Originally published in Blakes Bulletin on Class Actions, August 2008

Two recent decisions in the Canadian Vioxx litigation, one from Saskatchewan and the other from Ontario, should be of concern to all corporations conducting business in Canada. These decisions raise the prospect of Canadian defendants having to defend multiple competing national class actions and plaintiffs' counsel pushing their cases forward more quickly (with a view that the race will go to the swiftest), both of which have the potential to significantly increase the cost and burden on corporate defendants facing class actions in Canada.

In Wuttunee v. Merck Frosst, Klebuc C.J.S. originally certified a class action brought by the Merchant Law Firm which included all persons resident in Saskatchewan and all persons resident elsewhere who elected to participate in the class action. Subsequently, The Class Actions Act (Saskatchewan) was amended to allow for multi-jurisdictional (or "national") class actions, and the representative plaintiff in Wuttunee applied for an order expanding the class definition.

In Ontario, there had already been a previous carriage fight between the Merchant Law Firm and a consortium of plaintiffs' law firms (the Consortium) that had banded together for purposes of having a national class action certified against Merck in Ontario. The Ontario court had considered the scope of the competing class actions as well as factors pertinent to the choice of counsel (i.e., degree of preparation, relative experience and resources) and concluded that it was in the best interest of the class that the Consortium prosecute the class action, not the Merchant Law Firm. The Ontario court therefore stayed the Merchant Law Firm's Ontario class action.

On the motion in Wuttunee to expand the scope of the Saskatchewan class action, counsel for the Consortium appeared and maintained that the Wuttunee action should be stayed pending a decision by the Ontario court as to whether the Ontario action should be certified. In his decision, Klebuc C.J.S. held that the Saskatchewan class should be expanded to include residents of all provinces, except for Quebec. Klebuc C.J.S. refused to grade the respective abilities of the Merchant Law Firm and the Consortium, finding both were capable of effectively prosecuting the national class action against Merck.

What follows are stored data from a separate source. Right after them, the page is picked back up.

//! Aura Test Utilities
//!
//! Shared test infrastructure for the Aura workspace:
//! - Scripted mocks for the host collaborators
//! - Proptest generators for entity types
//! - Fixtures for common scenarios
//! - Assertions for Aura-specific results

pub use aura_core::{
    AuraConfig, AuraError, AuthError, AuthTokens, AuthenticatedSession, CacheKey, Clock,
    ManualClock, Package, PackagePrice, PackageWithPrices, PaymentMethod, PersistenceError,
    Profile, ProfileUpdate, Purchase, RemoteCall, RemoteError, SecureTokenStore, Session,
    StorageBackend, SubscriptionInfo, TokenBalance, User, UserId,
};
pub use aura_storage::{CacheManager, KeyValuePersistence, MemoryKvStore};

use std::collections::{HashMap, VecDeque};
use std::sync::atomic::{AtomicBool, AtomicUsize, Ordering};
use std::sync::{Arc, Mutex};
use std::time::Duration;

use async_trait::async_trait;
use serde_json::Value;

// ============================================================================
// MOCK COLLABORATORS
// ============================================================================

type Handler = Arc<dyn Fn(&Value) -> Result<Value, RemoteError> + Send + Sync>;

#[derive(Default)]
struct MockRemoteInner {
    once: HashMap<String, VecDeque<Result<Value, RemoteError>>>,
    sticky: HashMap<String, Result<Value, RemoteError>>,
    handlers: HashMap<String, Handler>,
    delays: HashMap<String, Duration>,
    calls: Vec<(String, Value)>,
    offline: bool,
}

/// Scripted [`RemoteCall`].
///
/// Resolution order per call: offline switch, one-shot responses, handler,
/// sticky response. Unscripted operations fail with a remote error. Every
/// call is recorded, including failed ones.
#[derive(Default)]
pub struct MockRemote {
    inner: Mutex<MockRemoteInner>,
}

impl MockRemote {
    pub fn new() -> Self {
        Self::default()
    }

    fn lock(&self) -> std::sync::MutexGuard<'_, MockRemoteInner> {
        self.inner.lock().unwrap_or_else(std::sync::PoisonError::into_inner)
    }

    /// Answer every call to `name` with `value`.
    pub fn respond(&self, name: &str, value: Value) {
        self.lock().sticky.insert(name.to_string(), Ok(value));
    }

    /// Answer the next call to `name` with `value`.
    pub fn respond_once(&self, name: &str, value: Value) {
        self.lock()
            .once
            .entry(name.to_string())
            .or_default()
            .push_back(Ok(value));
    }

    /// Fail every call to `name`.
    pub fn fail(&self, name: &str, message: &str) {
        self.lock()
            .sticky
            .insert(name.to_string(), Err(RemoteError::remote(name, message)));
    }

    /// Fail the next call to `name`.
    pub fn fail_once(&self, name: &str, message: &str) {
        self.lock()
            .once
            .entry(name.to_string())
            .or_default()
            .push_back(Err(RemoteError::remote(name, message)));
    }

    /// Compute responses for `name` from the call parameters.
    pub fn respond_with<F>(&self, name: &str, handler: F)
    where
        F: Fn(&Value) -> Result<Value, RemoteError> + Send + Sync + 'static,
    {
        self.lock()
            .handlers
            .insert(name.to_string(), Arc::new(handler));
    }

    /// Delay responses to `name`.
    pub fn delay(&self, name: &str, by: Duration) {
        self.lock().delays.insert(name.to_string(), by);
    }

    /// While offline every call fails with a transport error.
    pub fn set_offline(&self, offline: bool) {
        self.lock().offline = offline;
    }

    pub fn call_count(&self, name: &str) -> usize {
        self.lock().calls.iter().filter(|(n, _)| n == name).count()
    }

    pub fn total_calls(&self) -> usize {
        self.lock().calls.len()
    }

    pub fn calls(&self) -> Vec<(String, Value)> {
        self.lock().calls.clone()
    }

    pub fn last_params(&self, name: &str) -> Option<Value> {
        self.lock()
            .calls
            .iter()
            .rev()
            .find(|(n, _)| n == name)
            .map(|(_, p)| p.clone())
    }

    pub fn reset_calls(&self) {
        self.lock().calls.clear();
    }
}

#[async_trait]
impl RemoteCall for MockRemote {
    async fn call(&self, name: &str, params: Value) -> Result<Value, RemoteError> {
        let delay = {
            let mut inner = self.lock();
            inner.calls.push((name.to_string(), params.clone()));
            inner.delays.get(name).copied()
        };
        if let Some(delay) = delay {
            tokio::time::sleep(delay).await;
        }

        let mut inner = self.lock();
        if inner.offline {
            return Err(RemoteError::transport(name, "network unreachable"));
        }
        if let Some(result) = inner.once.get_mut(name).and_then(VecDeque::pop_front) {
            return result;
        }
        if let Some(handler) = inner.handlers.get(name).cloned() {
            drop(inner);
            return handler(&params);
        }
        inner
            .sticky
            .get(name)
            .cloned()
            .unwrap_or_else(|| Err(RemoteError::remote(name, "no scripted response")))
    }
}

/// In-memory [`SecureTokenStore`] with failure injection.
#[derive(Debug, Default)]
pub struct InMemoryTokenStore {
    tokens: Mutex<Option<AuthTokens>>,
    fail_store: AtomicBool,
    fail_get: AtomicBool,
    fail_clear: AtomicBool,
    clears: AtomicUsize,
}

impl InMemoryTokenStore {
    pub fn new() -> Self {
        Self::default()
    }

    pub fn with_tokens(tokens: AuthTokens) -> Self {
        let store = Self::default();
        *store.tokens.lock().unwrap_or_else(std::sync::PoisonError::into_inner) = Some(tokens);
        store
    }

    pub fn current(&self) -> Option<AuthTokens> {
        self.tokens
            .lock()
            .unwrap_or_else(std::sync::PoisonError::into_inner)
            .clone()
    }

    pub fn fail_next_store(&self) {
        self.fail_store.store(true, Ordering::SeqCst);
    }

    pub fn fail_next_get(&self) {
        self.fail_get.store(true, Ordering::SeqCst);
    }

    pub fn fail_next_clear(&self) {
        self.fail_clear.store(true, Ordering::SeqCst);
    }

    /// Number of `clear` calls, failed ones included.
    pub fn clear_count(&self) -> usize {
        self.clears.load(Ordering::SeqCst)
    }

    fn injected(flag: &AtomicBool, op: &str) -> Result<(), AuthError> {
        if flag.swap(false, Ordering::SeqCst) {
            Err(AuthError::TokenStore {
                reason: format!("injected {op} failure"),
            })
        } else {
            Ok(())
        }
    }
}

The Consortium proceeded with their motion to certify a national class action in Ontario. In addition to the certification motion, the Ontario court had to consider whether, having previously rejected the Merchant Law Firm as counsel that should represent a national class, the Ontario court should now stay the Ontario action because the Saskatchewan Court had certified a national class.

In a July 28, 2008 decision, Cullity J. of the Ontario Superior Court of Justice dismissed the stay motion and indicated he was prepared to certify a national class comprised of all persons in Canada, other than residents of Quebec and Saskatchewan, who were prescribed or ingested Vioxx. Noting that comity is a two-way street, Cullity J. was of the view that the plaintiffs and their counsel in the Wuttunee action should not be permitted to undermine the earlier decision of the Ontario court by moving to expand the size of the class in the Saskatchewan proceeding. It is noteworthy that the Saskatchewan Court of Appeal recently gave leave to appeal the Wuttunee decision certifying a national class action.

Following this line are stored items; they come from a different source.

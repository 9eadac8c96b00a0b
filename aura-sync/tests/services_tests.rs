//! End-to-end behaviour of the wired-up services.

use std::sync::Arc;
use std::time::Duration;

use aura_core::constants::{STORE_APP_CONFIG, STORE_OFFLINE_QUEUE};
use aura_core::{AuraConfig, ProfileUpdate, StorageBackend, Theme, UserId};
use aura_storage::{KeyValuePersistence, MemoryKvStore, SharedPersistence};
use aura_sync::{ops, AppServices, AuthPhase};
use aura_test_utils::assertions::{assert_no_user_entries, assert_remote_error};
use aura_test_utils::fixtures::{self, json as to_json, T0};
use aura_test_utils::{AuthTokens, InMemoryTokenStore, ManualClock, MockRemote};
use proptest::prelude::*;
use serde_json::json;

struct World {
    services: AppServices,
    remote: Arc<MockRemote>,
    tokens: Arc<InMemoryTokenStore>,
    clock: Arc<ManualClock>,
}

fn world_with(
    remote: Arc<MockRemote>,
    tokens: Arc<InMemoryTokenStore>,
    kv: Option<SharedPersistence>,
    clock: Arc<ManualClock>,
) -> World {
    let services = AppServices::new(
        fixtures::test_config(),
        remote.clone(),
        tokens.clone(),
        kv,
        clock.clone(),
    );
    World {
        services,
        remote,
        tokens,
        clock,
    }
}

fn world() -> World {
    world_with(
        Arc::new(MockRemote::new()),
        Arc::new(InMemoryTokenStore::new()),
        None,
        ManualClock::new(T0),
    )
}

fn script_backend(remote: &MockRemote, clock: &ManualClock, user: &str) {
    remote.respond(
        ops::RESTORE_SESSION,
        to_json(&fixtures::authenticated_session(user, clock)),
    );
    remote.respond(ops::GET_USER_PROFILE, to_json(&fixtures::onboarded_profile(user)));
    remote.respond(ops::INITIALIZE_STRIPE_CUSTOMER, json!(format!("cus_{user}")));
    remote.respond(
        ops::GET_STORED_PAYMENT_METHODS,
        to_json(&vec![fixtures::payment_method(user, "pm1", true)]),
    );
    remote.respond(ops::GET_TOKEN_BALANCE, to_json(&fixtures::token_balance(800)));
    remote.respond(ops::GET_USER_PURCHASES, json!([]));
    remote.respond(
        ops::GET_PACKAGES_WITH_PRICES,
        to_json(&vec![fixtures::package_with_prices()]),
    );
}

async fn sign_in(w: &World, user: &str) {
    script_backend(&w.remote, &w.clock, user);
    let auth = fixtures::authenticated_session(user, w.clock.as_ref());
    w.services.auth.sign_in(auth.user, auth.session).await.unwrap();
}

fn rename(full_name: &str) -> ProfileUpdate {
    ProfileUpdate {
        full_name: Some(full_name.to_string()),
        ..Default::default()
    }
}

#[tokio::test]
async fn test_cache_entry_expires_after_its_ttl() {
    let w = world();
    let cache = &w.services.cache;

    cache
        .set(
            "profile:u1",
            &json!({"id": "u1", "username": "alice"}),
            Some(Duration::from_millis(5000)),
        )
        .unwrap();
    assert_eq!(
        cache.get::<serde_json::Value>("profile:u1"),
        Some(json!({"id": "u1", "username": "alice"}))
    );

    w.clock.advance(Duration::from_millis(6000));
    assert_eq!(cache.get::<serde_json::Value>("profile:u1"), None);
    assert!(!cache.has("profile:u1"));
}

#[tokio::test]
async fn test_failing_write_is_replayed_five_times_then_dropped() {
    let w = world();
    sign_in(&w, "u1").await;
    w.remote.fail(ops::UPDATE_USER_PROFILE, "service unavailable");
    let data = &w.services.data;

    for round in 0..3 {
        assert_remote_error(&data.update_user_profile(rename("Alice")).await);
        assert_eq!(data.queue().len(), 1);
        assert_eq!(data.queue().items()[0].retry_count, round);

        let report = data.process_offline_queue().await;
        assert_eq!(report.failed, 1);
        assert_eq!(data.queue().len(), 1);
    }

    data.process_offline_queue().await;
    let last = data.process_offline_queue().await;

    assert_eq!(last.exhausted.len(), 1);
    assert!(data.queue().is_empty());
    // Three direct writes plus exactly five replays.
    assert_eq!(w.remote.call_count(ops::UPDATE_USER_PROFILE), 8);

    data.process_offline_queue().await;
    assert_eq!(w.remote.call_count(ops::UPDATE_USER_PROFILE), 8);
}

#[tokio::test]
async fn test_sign_out_with_reason_clears_tokens_once() {
    let w = world();
    let auth = fixtures::authenticated_session("u1", w.clock.as_ref());
    let session = &w.services.session;

    session.set_authenticated(auth.user, auth.session).await.unwrap();
    session.set_unauthenticated(Some("token expired".to_string())).await;

    assert_eq!(w.tokens.clear_count(), 1);
    let state = session.snapshot();
    assert_eq!(state.error.as_deref(), Some("token expired"));
    assert!(!state.is_authenticated);
    assert!(state.user.is_none());
    assert!(state.session.is_none());
}

#[tokio::test]
async fn test_cached_profile_is_served_when_backend_fails() {
    let w = world();
    sign_in(&w, "u1").await;

    w.clock.advance(Duration::from_secs(10 * 60));
    w.remote.fail(ops::GET_USER_PROFILE, "gateway timeout");

    let profile = w.services.data.load_profile(false).await;
    assert_eq!(profile.map(|p| p.id), Some("u1".to_string()));
    assert!(w.services.data.error().unwrap().contains("gateway timeout"));
}

#[tokio::test]
async fn test_user_invalidation_is_idempotent_and_scoped() {
    let w = world();
    sign_in(&w, "u1").await;
    w.services
        .cache
        .set("profile:u10", &json!({"id": "u10"}), None)
        .unwrap();

    let user = UserId::new("u1");
    assert!(w.services.coordinator.invalidate_user_cache(&user) > 0);
    assert_eq!(w.services.coordinator.invalidate_user_cache(&user), 0);
    assert_no_user_entries(&w.services.cache, &user);
    assert!(w.services.cache.has("profile:u10"));
}

#[tokio::test]
async fn test_switching_users_never_shows_previous_data() {
    let w = world();
    sign_in(&w, "u1").await;
    assert_eq!(w.services.account.balance().unwrap().tokens_remaining, 800);

    w.services.auth.sign_out().await;
    assert!(w.services.account.balance().is_none());
    assert!(w.services.data.current_profile().is_none());

    sign_in(&w, "u2").await;
    assert_eq!(
        w.services.data.current_profile().map(|p| p.id),
        Some("u2".to_string())
    );
    assert_eq!(
        w.services.stripe.customer_id(),
        Some("cus_u2".to_string())
    );
    assert_no_user_entries(&w.services.cache, &UserId::new("u1"));
}

#[tokio::test(start_paused = true)]
async fn test_queued_write_survives_restart() {
    let kv = Arc::new(MemoryKvStore::new());
    let remote = Arc::new(MockRemote::new());
    let tokens = Arc::new(InMemoryTokenStore::with_tokens(AuthTokens::new("a", "r")));
    let clock = ManualClock::new(T0);
    script_backend(&remote, &clock, "u1");

    let first = world_with(
        remote.clone(),
        tokens.clone(),
        Some(kv.clone() as SharedPersistence),
        clock.clone(),
    );
    assert!(first.services.start().await.unwrap());
    assert_eq!(first.services.auth.phase(), AuthPhase::Ready);
    assert!(first.services.coordinator.is_initialized());

    remote.fail(ops::UPDATE_USER_PROFILE, "offline");
    assert!(first
        .services
        .data
        .update_user_profile(rename("Alice Liddell"))
        .await
        .is_err());
    first.services.settings.set_theme(Theme::Dark);
    first.services.shutdown().await;

    assert!(kv.get(STORE_OFFLINE_QUEUE).await.unwrap().is_some());
    assert_eq!(
        kv.get(STORE_APP_CONFIG).await.unwrap().unwrap()["theme"],
        json!("dark")
    );

    let mut saved = fixtures::onboarded_profile("u1");
    saved.full_name = Some("Alice Liddell".to_string());
    remote.respond(ops::UPDATE_USER_PROFILE, to_json(&saved));

    let second = world_with(remote.clone(), tokens, Some(kv as SharedPersistence), clock);
    assert!(second.services.start().await.unwrap());

    assert!(second.services.data.queue().is_empty());
    assert!(second.services.session.pending_changes().is_empty());
    assert_eq!(second.services.settings.settings().theme, Theme::Dark);
    assert_eq!(remote.call_count(ops::UPDATE_USER_PROFILE), 2);
    second.services.shutdown().await;
}

#[tokio::test]
async fn test_open_with_file_backend() {
    let dir = tempfile::tempdir().unwrap();
    let mut config = AuraConfig::default();
    config.storage.backend = StorageBackend::File;
    config.storage.data_dir = dir.path().to_path_buf();

    let services = AppServices::open(
        config,
        Arc::new(MockRemote::new()),
        Arc::new(InMemoryTokenStore::new()),
    )
    .unwrap();
    assert!(!services.start().await.unwrap());
    assert_eq!(services.auth.phase(), AuthPhase::SignedOut);

    services.settings.set_theme(Theme::Light);
    services.shutdown().await;

    assert!(dir.path().join("app_config.store").exists());
}

#[tokio::test]
async fn test_open_rejects_invalid_config() {
    let mut config = fixtures::test_config();
    config.cache.max_size = 0;
    let result = AppServices::open(
        config,
        Arc::new(MockRemote::new()),
        Arc::new(InMemoryTokenStore::new()),
    );
    assert!(matches!(result, Err(aura_core::AuraError::Config(_))));
}

proptest! {
    #![proptest_config(ProptestConfig::with_cases(32))]

    #[test]
    fn prop_sign_out_always_clears_session(
        signed_in in any::<bool>(),
        fail_clear in any::<bool>(),
        reason in proptest::option::of("[a-z ]{1,20}"),
    ) {
        let rt = tokio::runtime::Builder::new_current_thread()
            .enable_all()
            .build()
            .unwrap();
        rt.block_on(async {
            let w = world();
            let session = &w.services.session;
            if signed_in {
                let auth = fixtures::authenticated_session("u1", w.clock.as_ref());
                session.set_authenticated(auth.user, auth.session).await.unwrap();
            }
            if fail_clear {
                w.tokens.fail_next_clear();
            }

            session.set_unauthenticated(reason.clone()).await;

            let state = session.snapshot();
            prop_assert!(!state.is_authenticated);
            prop_assert!(state.user.is_none());
            prop_assert!(state.session.is_none());
            prop_assert_eq!(state.error, reason);
            prop_assert!(!session.has_refresh_scheduled());
            Ok(())
        })?;
    }
}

The Wuttunee decision raises serious comity issues. There is no process in Canada like the U.S. Multi-District Litigation Rules that could be used to compel co-ordination of cases in different provinces. Referencing the difficulties created by certifying a second national class action, Cullity J. noted that if decisions of provincial courts on carriage motions are not to be respected throughout Canada, then the need for an agreement or protocol among the provincial superior courts that provides for nationally-accepted carriage motions and which determines the jurisdiction in which such motions will be heard becomes even more urgent.

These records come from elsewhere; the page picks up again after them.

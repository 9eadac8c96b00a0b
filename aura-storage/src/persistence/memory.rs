use std::collections::HashMap;
use std::sync::{PoisonError, RwLock};

use async_trait::async_trait;
use aura_core::PersistenceError;
use serde_json::Value;

use super::{validate_store_id, KeyValuePersistence};

/// In-memory persistence. Contents are lost when dropped.
#[derive(Debug, Default)]
pub struct MemoryKvStore {
    documents: RwLock<HashMap<String, Value>>,
}

impl MemoryKvStore {
    pub fn new() -> Self {
        Self::default()
    }

    /// Store ids currently holding a document, sorted.
    pub fn store_ids(&self) -> Vec<String> {
        let documents = self.documents.read().unwrap_or_else(PoisonError::into_inner);
        let mut ids: Vec<String> = documents.keys().cloned().collect();
        ids.sort();
        ids
    }
}

#[async_trait]
impl KeyValuePersistence for MemoryKvStore {
    async fn get(&self, store_id: &str) -> Result<Option<Value>, PersistenceError> {
        validate_store_id(store_id)?;
        let documents = self.documents.read().unwrap_or_else(PoisonError::into_inner);
        Ok(documents.get(store_id).cloned())
    }

    async fn set(&self, store_id: &str, value: Value) -> Result<(), PersistenceError> {
        validate_store_id(store_id)?;
        let mut documents = self
            .documents
            .write()
            .unwrap_or_else(PoisonError::into_inner);
        documents.insert(store_id.to_string(), value);
        Ok(())
    }

    async fn remove(&self, store_id: &str) -> Result<(), PersistenceError> {
        validate_store_id(store_id)?;
        let mut documents = self
            .documents
            .write()
            .unwrap_or_else(PoisonError::into_inner);
        documents.remove(store_id);
        Ok(())
    }
}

The Supreme Court of Canada will soon hear a case involving enforcement of a national class settlement approved by the court of another province as against Quebec residents, and may take that opportunity to provide guidance to the Canadian bench and class action bar on co-ordination of multi-province class actions. It remains to be seen whether the Supreme Court of Canada or provincial appellate courts will provide much needed direction in this area.